You're in the mall, and you just have to stop and look at those cute little doggies playing in the window of the pet shop.  You go in, almost in spite of yourself, and before you know it, you have one of those cute little darlings in your arms, or you're sitting on the floor in a puppy room with a little one to cuddle.  “How much?" you ask, finding the licks and tail wags impossible to resist. “Only $600,” the salesperson says.  “Special this week.  He was $950.”   And the next thing you know, you're walking out of the pet shop with a puppy all your own.

You probably have no idea that you are helping to finance one of the biggest torture machines in the animal world.  Puppy mills, where the majority of pet shop puppies come from, are cesspits of filth and disease, where dogs are kept confined in cages all their lives -- till their feet are deformed and their fur falls away from their bodies in mats.

The mother of the puppy you hold in your arms is probably exhausted, starving, sick; has never run on the grass in a yard or felt loving arms cuddle her.  She has never known kind voices or a full meal or a warm clean bed to sleep in. She has never been brushed.  She sleeps on wire.  Her toenails will grow around until they cut into her pads.  She will pace back and forth compulsively, if her cage is big enough for her to move.  Feces and urine may drop down on her from the other little dogs in cages stacked above her.  She shivers in winter and pants in summer, with no shelter to protect her from freezing winds or blazing sun. She may die this month, from any of a number of ailments.  If not, she might wish she did -- if she could wish.  She will die young -- whether from neglect and abuse or from being shot when she no longer produces puppies for sale. She will not be “adopted.”  She will not be loved.  She will die alone.

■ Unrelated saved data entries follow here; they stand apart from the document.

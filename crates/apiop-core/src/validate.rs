//! Registry flag validation
//!
//! Pure checks of a batch flag map against the rules of a registry type.
//! Nothing here touches the filesystem, stdin or the network: a key file is
//! only a path at this stage and a `--password-stdin` switch is only a switch.

use crate::error::ValidationError;
use crate::flags::BatchFlags;
use crate::registry::{FlagName, PasswordPolicy, RegistryType};

/// Validate `flags` for `registry`, returning the first violation
pub fn validate(registry: RegistryType, flags: &BatchFlags) -> Result<(), ValidationError> {
    match violations(registry, flags).into_iter().next() {
        Some(err) => Err(err),
        None => Ok(()),
    }
}

/// Every violation, ordered: unexpected flags, conflicts, missing required
/// flags, missing password source
pub fn violations(registry: RegistryType, flags: &BatchFlags) -> Vec<ValidationError> {
    let rules = registry.rules();
    let mut errors = Vec::new();

    for flag in flags.provided() {
        if !rules.accepts(flag) {
            errors.push(ValidationError::UnexpectedFlag { registry, flag });
        }
    }

    let sources: Vec<FlagName> = FlagName::PASSWORD_SOURCES
        .into_iter()
        .filter(|f| flags.is_provided(*f) && rules.accepts(*f))
        .collect();

    if rules.password != PasswordPolicy::Forbidden && sources.len() > 1 {
        errors.push(ValidationError::ConflictingFlags {
            registry,
            flags: sources.clone(),
        });
    }

    for &flag in rules.required {
        if !flags.get(flag).has_value() {
            errors.push(ValidationError::MissingRequired { registry, flag });
        }
    }

    // A chosen value-carrying source must not be blank
    if rules.password != PasswordPolicy::Forbidden && sources.len() == 1 {
        let source = sources[0];
        if source != FlagName::PasswordStdin && !flags.get(source).has_value() {
            errors.push(ValidationError::MissingRequired {
                registry,
                flag: source,
            });
        }
    }

    match rules.password {
        PasswordPolicy::Required if sources.is_empty() => {
            errors.push(ValidationError::MissingPasswordSource { registry });
        }
        PasswordPolicy::WithUsername => {
            let username = flags.get(FlagName::Username);
            let explicit_blank = username.provided && !username.has_value();
            if explicit_blank || (!sources.is_empty() && !username.has_value()) {
                errors.push(ValidationError::MissingRequired {
                    registry,
                    flag: FlagName::Username,
                });
            } else if username.has_value() && sources.is_empty() {
                errors.push(ValidationError::MissingPasswordSource { registry });
            }
        }
        _ => {}
    }

    errors
}
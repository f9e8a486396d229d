//! CLI command implementations

pub mod install;
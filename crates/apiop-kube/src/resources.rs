//! Server-side apply of manifest objects
//!
//! Resolves each object's type through the discovery cache, fills in the
//! operator namespace for namespaced objects that do not name one, and
//! applies with a forced field manager so re-runs take ownership back.

use async_trait::async_trait;
use kube::{
    Client,
    api::{Api, DynamicObject, Patch, PatchParams},
    discovery::{ApiCapabilities, ApiResource, Discovery, Scope},
};

use crate::error::{KubeError, Result};
use crate::manifest::ManifestObject;
use crate::materializer::ManifestApplier;

/// Field manager name for Server-Side Apply
pub const FIELD_MANAGER: &str = "apiop";

/// Result of applying a single resource
#[derive(Debug, Clone, PartialEq, Eq)]
pub struct AppliedResource {
    pub kind: String,
    pub name: String,
    /// None for cluster-scoped resources
    pub namespace: Option<String>,
    /// Whether it was created (true) or updated (false)
    pub created: bool,
}

impl AppliedResource {
    pub fn display_name(&self) -> String {
        match &self.namespace {
            Some(ns) => format!("{}/{}/{}", ns, self.kind, self.name),
            None => format!("{}/{}", self.kind, self.name),
        }
    }
}

/// Applies manifest objects to the cluster
pub struct ResourceManager {
    client: Client,
    /// Cached discovery information
    discovery: Discovery,
}

impl ResourceManager {
    pub async fn new(client: Client) -> Result<Self> {
        let discovery = Discovery::new(client.clone()).run().await?;
        Ok(Self { client, discovery })
    }

    /// Refresh discovery cache (call after CRD changes)
    pub async fn refresh_discovery(&mut self) -> Result<()> {
        self.discovery = Discovery::new(self.client.clone()).run().await?;
        Ok(())
    }

    fn resolve(&self, object: &ManifestObject) -> Result<(ApiResource, ApiCapabilities)> {
        self.discovery
            .resolve_gvk(&object.gvk)
            .ok_or_else(|| KubeError::UnknownResource {
                api_version: object.api_version().to_string(),
                kind: object.gvk.kind.clone(),
            })
    }

    async fn apply_object(
        &self,
        object: &ManifestObject,
        default_namespace: &str,
    ) -> Result<AppliedResource> {
        let (api_resource, capabilities) = self.resolve(object)?;

        let mut obj = object.obj.clone();
        let api: Api<DynamicObject> = if capabilities.scope == Scope::Namespaced {
            let ns = obj
                .metadata
                .namespace
                .get_or_insert_with(|| default_namespace.to_string())
                .clone();
            Api::namespaced_with(self.client.clone(), &ns, &api_resource)
        } else {
            Api::all_with(self.client.clone(), &api_resource)
        };

        let name = object.name().to_string();
        let mut applied = AppliedResource {
            kind: object.gvk.kind.clone(),
            name: name.clone(),
            namespace: obj.metadata.namespace.clone(),
            created: false,
        };
        let resource_name = applied.display_name();
        let failed = |source: kube::Error| KubeError::ApplyFailed {
            resource: resource_name.clone(),
            source,
        };

        let exists = api.get_opt(&name).await.map_err(failed)?.is_some();

        let mut params = PatchParams::apply(FIELD_MANAGER);
        params.force = true;
        api.patch(&name, &params, &Patch::Apply(&obj))
            .await
            .map_err(failed)?;

        applied.created = !exists;
        tracing::debug!(resource = %resource_name, created = applied.created, "applied");
        Ok(applied)
    }
}

#[async_trait]
impl ManifestApplier for ResourceManager {
    async fn apply(
        &mut self,
        objects: &[ManifestObject],
        default_namespace: &str,
    ) -> Result<Vec<AppliedResource>> {
        let mut applied = Vec::with_capacity(objects.len());
        for object in objects {
            applied.push(self.apply_object(object, default_namespace).await?);
        }
        Ok(applied)
    }

    async fn refresh(&mut self) -> Result<()> {
        self.refresh_discovery().await
    }
}
//! Batch-mode flag values with provenance
//!
//! A flag that was never given and a flag given as an empty string are not
//! the same thing: the former is silently absent, the latter counts as
//! "provided" (and is then rejected wherever it is forbidden).

use std::collections::BTreeMap;

use crate::registry::FlagName;

/// A flag value plus whether the caller explicitly supplied it
#[derive(Debug, Clone, Default, PartialEq, Eq)]
pub struct FlagInput {
    pub value: String,
    pub provided: bool,
}

impl FlagInput {
    /// Flag explicitly given on the command line
    pub fn given(value: impl Into<String>) -> Self {
        Self {
            value: value.into(),
            provided: true,
        }
    }

    /// Flag never touched by the caller
    pub fn absent() -> Self {
        Self::default()
    }

    /// Boolean switch; provided only when turned on
    pub fn switch(on: bool) -> Self {
        Self {
            value: if on { "true" } else { "" }.to_string(),
            provided: on,
        }
    }

    /// From an optional CLI value (`Some("")` is an explicit empty value)
    pub fn from_option(value: Option<String>) -> Self {
        match value {
            Some(v) => Self::given(v),
            None => Self::absent(),
        }
    }

    /// Provided with something other than whitespace
    pub fn has_value(&self) -> bool {
        self.provided && !self.value.trim().is_empty()
    }

    pub fn trimmed(&self) -> &str {
        self.value.trim()
    }
}

/// All registry input flags of one invocation (registry type excluded)
#[derive(Debug, Clone, Default)]
pub struct BatchFlags {
    flags: BTreeMap<FlagName, FlagInput>,
}

impl BatchFlags {
    pub fn new() -> Self {
        Self::default()
    }

    /// Builder-style insert
    pub fn with(mut self, name: FlagName, input: FlagInput) -> Self {
        self.insert(name, input);
        self
    }

    pub fn insert(&mut self, name: FlagName, input: FlagInput) {
        self.flags.insert(name, input);
    }

    /// Flag value, absent if never inserted
    pub fn get(&self, name: FlagName) -> FlagInput {
        self.flags.get(&name).cloned().unwrap_or_default()
    }

    pub fn is_provided(&self, name: FlagName) -> bool {
        self.flags.get(&name).is_some_and(|f| f.provided)
    }

    /// Provided flags, in [`FlagName`] order
    pub fn provided(&self) -> impl Iterator<Item = FlagName> + '_ {
        self.flags
            .iter()
            .filter(|(_, input)| input.provided)
            .map(|(name, _)| *name)
    }
}

impl FromIterator<(FlagName, FlagInput)> for BatchFlags {
    fn from_iter<I: IntoIterator<Item = (FlagName, FlagInput)>>(iter: I) -> Self {
        Self {
            flags: iter.into_iter().collect(),
        }
    }
}

#[cfg(test)]
mod tests {
    use super::*;

    #[test]
    fn test_empty_given_vs_absent() {
        let given = FlagInput::given("");
        let absent = FlagInput::absent();

        assert!(given.provided);
        assert!(!given.has_value());
        assert!(!absent.provided);
        assert_ne!(given, absent);
    }

    #[test]
    fn test_switch() {
        assert!(FlagInput::switch(true).provided);
        assert!(!FlagInput::switch(false).provided);
    }

    #[test]
    fn test_from_option() {
        assert_eq!(FlagInput::from_option(None), FlagInput::absent());
        assert!(FlagInput::from_option(Some(String::new())).provided);
    }

    #[test]
    fn test_provided_iteration_order() {
        let flags = BatchFlags::new()
            .with(FlagName::KeyFile, FlagInput::given("/tmp/key.json"))
            .with(FlagName::Username, FlagInput::absent())
            .with(FlagName::Repository, FlagInput::given("repo"));

        let provided: Vec<_> = flags.provided().collect();
        assert_eq!(provided, vec![FlagName::Repository, FlagName::KeyFile]);
        assert!(!flags.is_provided(FlagName::Password));
        assert_eq!(flags.get(FlagName::Password), FlagInput::absent());
    }
}
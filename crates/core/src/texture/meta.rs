use serde::{Deserialize, Serialize};

/// Suffix appended to keys that already carry an extension.
pub const MCMETA_SUFFIX: &str = ".mcmeta";

/// Suffix appended to bare texture keys.
pub const PNG_MCMETA_SUFFIX: &str = ".png.mcmeta";

/// Key of the descriptor belonging to texture `key`.
///
/// `block/stone` maps to `block/stone.png.mcmeta`, while a key that already
/// contains a `.` only gets `.mcmeta` appended.
pub fn meta_key(key: &str) -> String {
    if key.contains('.') {
        format!("{key}{MCMETA_SUFFIX}")
    } else {
        format!("{key}{PNG_MCMETA_SUFFIX}")
    }
}

/// Parsed texture descriptor.
#[derive(Debug, Clone, Default, PartialEq, Serialize, Deserialize)]
pub struct TextureMeta {
    /// Animation section.
    #[serde(default, skip_serializing_if = "Option::is_none")]
    pub animation: Option<AnimationMeta>,
    /// Sampling section.
    #[serde(default, skip_serializing_if = "Option::is_none")]
    pub texture: Option<TextureProperties>,
}

impl TextureMeta {
    /// Parse a descriptor.
    pub fn parse(bytes: &[u8]) -> serde_json::Result<Self> {
        serde_json::from_slice(bytes)
    }

    /// Whether the descriptor animates the texture.
    pub fn is_animated(&self) -> bool {
        self.animation.is_some()
    }
}

/// Animation timing.
#[derive(Debug, Clone, PartialEq, Serialize, Deserialize)]
pub struct AnimationMeta {
    /// Ticks each frame stays on screen unless overridden per frame.
    #[serde(default = "default_frametime")]
    pub frametime: u32,
    /// Blend between frames.
    #[serde(default)]
    pub interpolate: bool,
    /// Frame width, defaults to the texture width.
    #[serde(default, skip_serializing_if = "Option::is_none")]
    pub width: Option<u32>,
    /// Frame height, defaults to the frame width.
    #[serde(default, skip_serializing_if = "Option::is_none")]
    pub height: Option<u32>,
    /// Explicit frame order; empty means every frame top to bottom.
    #[serde(default, skip_serializing_if = "Vec::is_empty")]
    pub frames: Vec<AnimationFrame>,
}

impl AnimationMeta {
    /// `(frame index, ticks)` for each explicit frame.
    pub fn timeline(&self) -> Vec<(u32, u32)> {
        self.frames
            .iter()
            .map(|frame| (frame.index(), frame.time().unwrap_or(self.frametime)))
            .collect()
    }
}

fn default_frametime() -> u32 {
    1
}

/// One entry of an explicit frame list.
#[derive(Debug, Clone, Copy, PartialEq, Eq, Serialize, Deserialize)]
#[serde(untagged)]
pub enum AnimationFrame {
    /// Frame index with the default time.
    Index(u32),
    /// Frame index with its own time.
    Timed {
        /// Frame index.
        index: u32,
        /// Ticks for this frame.
        #[serde(default, skip_serializing_if = "Option::is_none")]
        time: Option<u32>,
    },
}

impl AnimationFrame {
    /// Frame index.
    pub fn index(&self) -> u32 {
        match self {
            AnimationFrame::Index(index) | AnimationFrame::Timed { index, .. } => *index,
        }
    }

    /// Frame-specific time, if any.
    pub fn time(&self) -> Option<u32> {
        match self {
            AnimationFrame::Index(_) => None,
            AnimationFrame::Timed { time, .. } => *time,
        }
    }
}

/// Sampling flags.
#[derive(Debug, Clone, Copy, Default, PartialEq, Eq, Serialize, Deserialize)]
pub struct TextureProperties {
    /// Linear filtering.
    #[serde(default)]
    pub blur: bool,
    /// Clamp instead of wrap.
    #[serde(default)]
    pub clamp: bool,
}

Your new puppy's litter mates may have died in the cage with him in the truck on the way to the store.  They were only five or six weeks old, after all -- too young to eat dog food, too sick to care, too lonesome for their mother. Your puppy is one of the “lucky” ones.  But another puppy you saw in there just last week was not so lucky.  He was sick.  He died because it would have cost the pet shop too much money to call a vet to have him treated.  So they let him die.

Yours may die too, if he has a congenital defect -- something puppy mill breeders do not care about.  Kidney failure, blindness, hip dysplasia, deafness, behavioral problems ... the list goes on and on.  Will you be attached enough to your puppy to get it to a doctor?  Or will it die too?  If it is sick or does die, the pet shop will not give you back your money. They'll give you another puppy instead.  That's how they make their money.  Puppies are cheap.

To irresponsible pet shops and to puppy mills, puppies are not lives.  They are livestock and inventory -- something to be thrown away if defective. They either don't believe or don't care that dogs suffer pain, hunger, loneliness, fear.  It doesn't fit into the bottom line, and all they care about is their profit margin.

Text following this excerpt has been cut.